I have a desktop application that persists its data in a local H2 database. I am using Squeryl to interface to the database.
The size of the database is very small (some 10kB). I'm experiencing severe performance problems and there is extensive disk IO going on. I am only reading the DB and thus I expected that the complete data could be cached; I even set the cache size to some value (way higher than total db size). Also I tried disabling locking with no result.
My program performs very many small queries on the database; basically I have a Swing TableModel
that makes a query for every table entry (each column of each row). I'm wrapping each of those calls into a Squeryl transaction
block.
I've made a profile using JVisualVM and I suspect the following call tree shows the problem. The topmost method is a read access from my code.
link to JVisualVM screen shot.
How can I fix this or what am I doing wrong? Somehow I expect that I should be able to make many small calls to a DB that is small enough to be held in under 1MB of memory. Why is this disk IO going on and how can I avoid it?
The solution was very simple in the end. I'll quote the FAQ.

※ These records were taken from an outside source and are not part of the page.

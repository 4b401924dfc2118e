//! # Grading Contracts
//!
//! Wire types exchanged between the course platform and the grader. All field
//! names serialize in camelCase; the legacy `commitSHA` / `commitURL` /
//! `projectURL` spellings are accepted on input.
//!
//! ```json
//! {
//!   "pushInfo": { "branch": "master", "commit": "abe1b09...", "repo": "d0_team999", ... },
//!   "courseId": "310",
//!   "delivId": "d0",
//!   "containerConfig": { "dockerImage": "grader-d0", "custom": {} }
//! }
//! ```

use serde::{Deserialize, Serialize};
use serde_json::Value;
use std::fmt;
use validator::Validate;

/// A push to a student repository. Identifies one code state to grade.
#[derive(Debug, Clone, PartialEq, Serialize, Deserialize, Validate)]
#[serde(rename_all = "camelCase")]
pub struct PushEvent {
    #[serde(default)]
    pub branch: String,
    #[serde(alias = "commitSHA")]
    #[validate(length(min = 1, message = "pushInfo.commit must not be empty"))]
    pub commit: String,
    #[serde(alias = "commitURL")]
    #[validate(url(message = "pushInfo.commitUrl must be a URL"))]
    pub commit_url: String,
    #[serde(alias = "projectURL")]
    #[validate(url(message = "pushInfo.projectUrl must be a URL"))]
    pub project_url: String,
    #[validate(length(min = 1, message = "pushInfo.repo must not be empty"))]
    pub repo: String,
    pub timestamp: i64,
    #[serde(default, alias = "cloneURL", skip_serializing_if = "Option::is_none")]
    #[validate(url(message = "pushInfo.cloneUrl must be a URL"))]
    pub clone_url: Option<String>,
}

impl PushEvent {
    /// URL used to clone the repository.
    ///
    /// Falls back to `<projectUrl>.git` when no explicit clone URL was sent.
    pub fn clone_url(&self) -> String {
        match &self.clone_url {
            Some(url) if !url.is_empty() => url.clone(),
            _ => format!("{}.git", self.project_url.trim_end_matches('/')),
        }
    }
}

/// A comment on a commit asking the bot for (re)grading.
#[derive(Debug, Clone, PartialEq, Serialize, Deserialize)]
#[serde(rename_all = "camelCase")]
pub struct CommentEvent {
    #[serde(default)]
    pub repo: String,
    #[serde(alias = "commitSHA")]
    pub commit: String,
    #[serde(alias = "commitURL")]
    pub commit_url: String,
    #[serde(default, alias = "projectURL")]
    pub project_url: String,
    pub user_name: String,
    #[serde(default)]
    pub course_id: Option<String>,
    #[serde(default)]
    pub deliv_id: Option<String>,
    pub timestamp: i64,
    #[serde(default)]
    pub bot_mentioned: bool,
}

/// Marker that a result was delivered to a user. Append-only.
#[derive(Debug, Clone, PartialEq, Eq, Serialize, Deserialize)]
#[serde(rename_all = "camelCase")]
pub struct FeedbackRecord {
    pub user_name: String,
    pub course_id: String,
    pub deliv_id: String,
    pub timestamp: i64,
    #[serde(alias = "commitURL")]
    pub commit_url: String,
}

#[derive(Debug, Clone, Default, PartialEq, Serialize, Deserialize)]
#[serde(rename_all = "camelCase", default)]
pub struct UserInfo {
    pub username: String,
    pub csid: String,
    pub snum: String,
    pub profile_url: String,
    pub fname: String,
    pub lname: String,
}

#[derive(Debug, Clone, Default, PartialEq, Serialize, Deserialize)]
#[serde(rename_all = "camelCase", default)]
pub struct DeliverableInfo {
    pub solutions_url: String,
    pub deliverable_commit: String,
    pub deliverable_url: String,
    pub deliverable_to_mark: String,
}

/// Access keys sent along with a task. Never printed.
#[derive(Clone, Default, PartialEq, Serialize, Deserialize)]
#[serde(rename_all = "camelCase", default)]
pub struct GithubKeys {
    pub deliv_key: String,
    pub solutions_key: String,
    pub org_key: String,
}

impl fmt::Debug for GithubKeys {
    fn fmt(&self, f: &mut fmt::Formatter<'_>) -> fmt::Result {
        f.write_str("GithubKeys { .. }")
    }
}

/// Image and free-form runtime parameters for the sandbox.
#[derive(Debug, Clone, PartialEq, Serialize, Deserialize, Validate)]
#[serde(rename_all = "camelCase")]
pub struct ContainerConfig {
    #[serde(alias = "image")]
    #[validate(length(min = 1, message = "containerConfig.dockerImage must not be empty"))]
    pub docker_image: String,
    #[serde(default)]
    pub custom: Value,
}

impl ContainerConfig {
    /// `custom.container.feedbackMode`, or `"public"` when unset.
    pub fn feedback_mode(&self) -> &str {
        self.custom
            .pointer("/container/feedbackMode")
            .and_then(Value::as_str)
            .filter(|mode| !mode.is_empty())
            .unwrap_or("public")
    }
}

/// Everything needed to grade one commit.
#[derive(Debug, Clone, PartialEq, Serialize, Deserialize, Validate)]
#[serde(rename_all = "camelCase")]
pub struct ContainerInput {
    #[validate(nested)]
    pub push_info: PushEvent,
    #[validate(length(min = 1, message = "courseId must not be empty"))]
    pub course_id: String,
    #[validate(length(min = 1, message = "delivId must not be empty"))]
    pub deliv_id: String,
    #[serde(default, skip_serializing_if = "Option::is_none")]
    pub deliverable_info: Option<DeliverableInfo>,
    #[serde(default, skip_serializing_if = "Option::is_none")]
    pub user_info: Option<UserInfo>,
    #[validate(nested)]
    pub container_config: ContainerConfig,
    #[serde(default, skip_serializing)]
    pub github_keys: Option<GithubKeys>,
    #[serde(default, skip_serializing_if = "Option::is_none")]
    pub team_id: Option<String>,
    #[serde(default, skip_serializing_if = "Option::is_none")]
    pub course_num: Option<u32>,
}

/// Normalised scoring summary of one run.
///
/// Scores are non-negative; every test identifier appears in exactly one of
/// the four name lists.
#[derive(Debug, Clone, Default, PartialEq, Serialize, Deserialize)]
#[serde(rename_all = "camelCase")]
pub struct GradeReport {
    pub score_overall: f64,
    pub score_test: f64,
    pub score_cover: f64,
    #[serde(default)]
    pub pass_names: Vec<String>,
    #[serde(default)]
    pub fail_names: Vec<String>,
    #[serde(default)]
    pub error_names: Vec<String>,
    #[serde(default)]
    pub skip_names: Vec<String>,
    #[serde(default)]
    pub custom: Vec<Value>,
}

#[derive(Debug, Clone, PartialEq, Eq, Serialize, Deserialize)]
pub struct Attachment {
    pub name: String,
    pub data: String,
    #[serde(rename = "content_type")]
    pub content_type: String,
}

/// Terminal classification of a sandbox run that produced output.
#[derive(Debug, Clone, Copy, PartialEq, Eq, Hash, Serialize, Deserialize)]
#[serde(rename_all = "UPPERCASE")]
pub enum ContainerState {
    Success,
    Fail,
    Timeout,
    ConsoleOverflow,
}

impl fmt::Display for ContainerState {
    fn fmt(&self, f: &mut fmt::Formatter<'_>) -> fmt::Result {
        let s = match self {
            ContainerState::Success => "SUCCESS",
            ContainerState::Fail => "FAIL",
            ContainerState::Timeout => "TIMEOUT",
            ContainerState::ConsoleOverflow => "CONSOLEOVERFLOW",
        };
        f.write_str(s)
    }
}

/// Sandbox diagnostics recorded with every output.
#[derive(Debug, Clone, Default, PartialEq, Serialize, Deserialize)]
#[serde(rename_all = "camelCase")]
pub struct ContainerInfo {
    pub script_version: String,
    pub suite_version: String,
    pub image: String,
    pub exit_code: i32,
}

/// The canonical result of one grading task.
///
/// `commit_url` together with `deliverable` is the external key correlating
/// input, output and feedback records.
#[derive(Debug, Clone, PartialEq, Serialize, Deserialize)]
#[serde(rename_all = "camelCase")]
pub struct ContainerOutput {
    pub commit_url: String,
    pub timestamp: i64,
    pub report: GradeReport,
    pub feedback: String,
    pub postback_on_complete: bool,
    pub custom: Value,
    pub attachments: Vec<Attachment>,
    pub state: ContainerState,

    pub team: String,
    pub commit: String,
    pub committer: String,
    pub project_url: String,
    pub course_num: u32,
    pub org_name: String,
    pub repo: String,
    #[serde(rename = "ref")]
    pub reference: String,
    pub user: String,
    pub deliverable: String,
    pub container: ContainerInfo,
    pub grade_requested: bool,
    pub grade_requested_timestamp: i64,
    pub id_stamp: String,
    pub stdio_ref: String,
}
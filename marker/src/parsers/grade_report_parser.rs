//! Grade Report Parser
//!
//! This module provides the [`JsonReportParser`] for the `report.json` file a
//! grading image writes into its `/output` volume.
//!
//! # JSON Schema
//!
//! ```json
//! {
//!   "scoreOverall": 50,
//!   "scoreTest": 50,
//!   "scoreCover": 50,
//!   "passNames": ["..."],
//!   "failNames": [],
//!   "errorNames": [],
//!   "skipNames": [],
//!   "custom": [],
//!   "outputCustom": { "any": "object" },
//!   "feedback": "markdown shown to the student",
//!   "postbackOnComplete": false,
//!   "attachments": [{ "name": "...", "data": "...", "content_type": "text/plain" }],
//!   "scriptVersion": "1.2",
//!   "suiteVersion": "abc123"
//! }
//! ```
//!
//! - The three scores are required, finite and non-negative.
//! - Name lists may be omitted; a test identifier may appear in at most one list.
//! - Everything below `custom` is optional. `custom` lands in the grade report,
//!   `outputCustom` in the output itself.

use crate::error::MarkerError;
use crate::traits::report_parser::ReportParser;
use common::types::{Attachment, GradeReport};
use serde_json::{Map, Value};
use std::collections::HashMap;
use std::path::Path;

/// A parsed report plus the output-level fields a grading image may set.
#[derive(Debug, Clone, PartialEq)]
pub struct SandboxReport {
    pub grade: GradeReport,
    pub feedback: Option<String>,
    pub postback_on_complete: Option<bool>,
    pub attachments: Vec<Attachment>,
    pub output_custom: Option<Value>,
    pub script_version: Option<String>,
    pub suite_version: Option<String>,
}

pub struct JsonReportParser;

impl JsonReportParser {
    /// Reads and parses a report file.
    pub fn read<P: AsRef<Path>>(&self, path: P) -> Result<SandboxReport, MarkerError> {
        let content = std::fs::read_to_string(path)?;
        let raw: Value =
            serde_json::from_str(&content).map_err(|e| MarkerError::InvalidJson(e.to_string()))?;
        self.parse(&raw)
    }
}

impl ReportParser<SandboxReport> for JsonReportParser {
    fn parse(&self, raw: &Value) -> Result<SandboxReport, MarkerError> {
        let obj = raw
            .as_object()
            .ok_or_else(|| MarkerError::InvalidJson("top-level JSON must be an object".into()))?;

        let score_overall = score(obj, "scoreOverall")?;
        let score_test = score(obj, "scoreTest")?;
        let score_cover = score(obj, "scoreCover")?;

        let pass_names = names(obj, "passNames")?;
        let fail_names = names(obj, "failNames")?;
        let error_names = names(obj, "errorNames")?;
        let skip_names = names(obj, "skipNames")?;

        let mut seen: HashMap<&str, &'static str> = HashMap::new();
        for (list, entries) in [
            ("passNames", &pass_names),
            ("failNames", &fail_names),
            ("errorNames", &error_names),
            ("skipNames", &skip_names),
        ] {
            for name in entries {
                if let Some(first) = seen.insert(name.as_str(), list) {
                    return Err(MarkerError::DuplicateTestName {
                        name: name.clone(),
                        first,
                        second: list,
                    });
                }
            }
        }

        let custom = match obj.get("custom") {
            None | Some(Value::Null) => Vec::new(),
            Some(Value::Array(items)) => items.clone(),
            Some(_) => return Err(invalid("custom", "expected an array")),
        };

        let output_custom = match obj.get("outputCustom") {
            None | Some(Value::Null) => None,
            Some(value @ Value::Object(_)) => Some(value.clone()),
            Some(_) => return Err(invalid("outputCustom", "expected an object")),
        };

        let attachments = match obj.get("attachments") {
            None | Some(Value::Null) => Vec::new(),
            Some(value) => serde_json::from_value(value.clone())
                .map_err(|e| invalid("attachments", &e.to_string()))?,
        };

        let postback_on_complete = match obj.get("postbackOnComplete") {
            None | Some(Value::Null) => None,
            Some(Value::Bool(b)) => Some(*b),
            Some(_) => return Err(invalid("postbackOnComplete", "expected a boolean")),
        };

        Ok(SandboxReport {
            grade: GradeReport {
                score_overall,
                score_test,
                score_cover,
                pass_names,
                fail_names,
                error_names,
                skip_names,
                custom,
            },
            feedback: optional_string(obj, "feedback")?,
            postback_on_complete,
            attachments,
            output_custom,
            script_version: optional_string(obj, "scriptVersion")?,
            suite_version: optional_string(obj, "suiteVersion")?,
        })
    }
}

fn invalid(field: &str, reason: &str) -> MarkerError {
    MarkerError::InvalidField {
        field: field.to_string(),
        reason: reason.to_string(),
    }
}

fn score(obj: &Map<String, Value>, field: &str) -> Result<f64, MarkerError> {
    let value = obj
        .get(field)
        .ok_or_else(|| MarkerError::MissingField(field.to_string()))?;
    let n = value
        .as_f64()
        .ok_or_else(|| invalid(field, "expected a number"))?;
    if !n.is_finite() || n < 0.0 {
        return Err(invalid(field, "must be a non-negative number"));
    }
    Ok(n)
}

fn names(obj: &Map<String, Value>, field: &str) -> Result<Vec<String>, MarkerError> {
    match obj.get(field) {
        None | Some(Value::Null) => Ok(Vec::new()),
        Some(Value::Array(items)) => items
            .iter()
            .map(|item| {
                item.as_str()
                    .map(String::from)
                    .ok_or_else(|| invalid(field, "expected an array of strings"))
            })
            .collect(),
        Some(_) => Err(invalid(field, "expected an array of strings")),
    }
}

fn optional_string(obj: &Map<String, Value>, field: &str) -> Result<Option<String>, MarkerError> {
    match obj.get(field) {
        None | Some(Value::Null) => Ok(None),
        Some(Value::String(s)) => Ok(Some(s.clone())),
        Some(_) => Err(invalid(field, "expected a string")),
    }
}

#[cfg(test)]
mod tests {
    use super::*;
    use serde_json::json;
    use std::io::Write;

    fn parse(value: Value) -> Result<SandboxReport, MarkerError> {
        JsonReportParser.parse(&value)
    }

    #[test]
    fn parses_full_report() {
        let report = parse(json!({
            "scoreOverall": 50,
            "scoreTest": 62.5,
            "scoreCover": 40,
            "passNames": ["a", "b"],
            "failNames": ["c"],
            "errorNames": [],
            "skipNames": ["d"],
            "custom": [{ "k": 1 }],
            "outputCustom": { "coverage": { "lines": 81 } },
            "feedback": "Test Feedback",
            "postbackOnComplete": true,
            "attachments": [{ "name": "log", "data": "x", "content_type": "text/plain" }],
            "scriptVersion": "1.0"
        }))
        .unwrap();

        assert_eq!(report.grade.score_overall, 50.0);
        assert_eq!(report.grade.score_test, 62.5);
        assert_eq!(report.grade.pass_names, vec!["a", "b"]);
        assert_eq!(report.grade.skip_names, vec!["d"]);
        assert_eq!(report.grade.custom.len(), 1);
        assert_eq!(report.output_custom, Some(json!({ "coverage": { "lines": 81 } })));
        assert_eq!(report.feedback.as_deref(), Some("Test Feedback"));
        assert_eq!(report.postback_on_complete, Some(true));
        assert_eq!(report.attachments[0].content_type, "text/plain");
        assert_eq!(report.script_version.as_deref(), Some("1.0"));
        assert_eq!(report.suite_version, None);
    }

    #[test]
    fn name_lists_default_to_empty() {
        let report = parse(json!({ "scoreOverall": 0, "scoreTest": 0, "scoreCover": 0 })).unwrap();
        assert!(report.grade.pass_names.is_empty());
        assert!(report.grade.fail_names.is_empty());
        assert!(report.attachments.is_empty());
        assert!(report.feedback.is_none());
    }

    #[test]
    fn missing_score_is_reported() {
        let err = parse(json!({ "scoreOverall": 1, "scoreTest": 1 })).unwrap_err();
        assert!(matches!(err, MarkerError::MissingField(f) if f == "scoreCover"));
    }

    #[test]
    fn negative_or_non_numeric_scores_are_rejected() {
        let err = parse(json!({ "scoreOverall": -1, "scoreTest": 0, "scoreCover": 0 })).unwrap_err();
        assert!(matches!(err, MarkerError::InvalidField { field, .. } if field == "scoreOverall"));

        let err = parse(json!({ "scoreOverall": "50", "scoreTest": 0, "scoreCover": 0 })).unwrap_err();
        assert!(matches!(err, MarkerError::InvalidField { field, .. } if field == "scoreOverall"));
    }

    #[test]
    fn test_names_must_partition() {
        let err = parse(json!({
            "scoreOverall": 1, "scoreTest": 1, "scoreCover": 1,
            "passNames": ["t1"], "errorNames": ["t1"]
        }))
        .unwrap_err();
        assert_eq!(err.to_string(), "test 't1' is listed in both passNames and errorNames");

        let err = parse(json!({
            "scoreOverall": 1, "scoreTest": 1, "scoreCover": 1,
            "failNames": ["t2", "t2"]
        }))
        .unwrap_err();
        assert!(matches!(err, MarkerError::DuplicateTestName { first: "failNames", second: "failNames", .. }));
    }

    #[test]
    fn output_custom_must_be_an_object() {
        let err = parse(json!({
            "scoreOverall": 1, "scoreTest": 1, "scoreCover": 1,
            "outputCustom": [1]
        }))
        .unwrap_err();
        assert!(matches!(err, MarkerError::InvalidField { field, .. } if field == "outputCustom"));

        let report = parse(json!({ "scoreOverall": 1, "scoreTest": 1, "scoreCover": 1 })).unwrap();
        assert_eq!(report.output_custom, None);
    }

    #[test]
    fn non_object_is_invalid_json() {
        assert!(matches!(parse(json!([1, 2])), Err(MarkerError::InvalidJson(_))));
    }

    #[test]
    fn reads_from_file() {
        let mut file = tempfile::NamedTempFile::new().unwrap();
        write!(file, r#"{{"scoreOverall": 50, "scoreTest": 50, "scoreCover": 50}}"#).unwrap();
        let report = JsonReportParser.read(file.path()).unwrap();
        assert_eq!(report.grade.score_overall, 50.0);

        let mut broken = tempfile::NamedTempFile::new().unwrap();
        write!(broken, "{{ not json").unwrap();
        assert!(matches!(JsonReportParser.read(broken.path()), Err(MarkerError::InvalidJson(_))));

        let missing = JsonReportParser.read(file.path().with_extension("absent"));
        assert!(matches!(missing, Err(MarkerError::Io(_))));
    }
}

Usually, a database is closed when the last connection to it is closed. In some situations this slows down the application, for example when it is not possible to keep at least one connection open. The automatic closing of a database can be delayed or disabled with the SQL statement SET DB_CLOSE_DELAY <seconds>
. The parameter <seconds>
specifies the number of seconds to keep a database open after the last connection to it was closed. The following statement will keep a database open for 10 seconds after the last connection was closed:
SET DB_CLOSE_DELAY 10
The value -1
means the database is not closed automatically. The value 0
is the default and means the database is closed when the last connection is closed. This setting is persistent and can be set by an administrator only. It is possible to set the value in the database URL: jdbc:h2:~/test;DB_CLOSE_DELAY=10
.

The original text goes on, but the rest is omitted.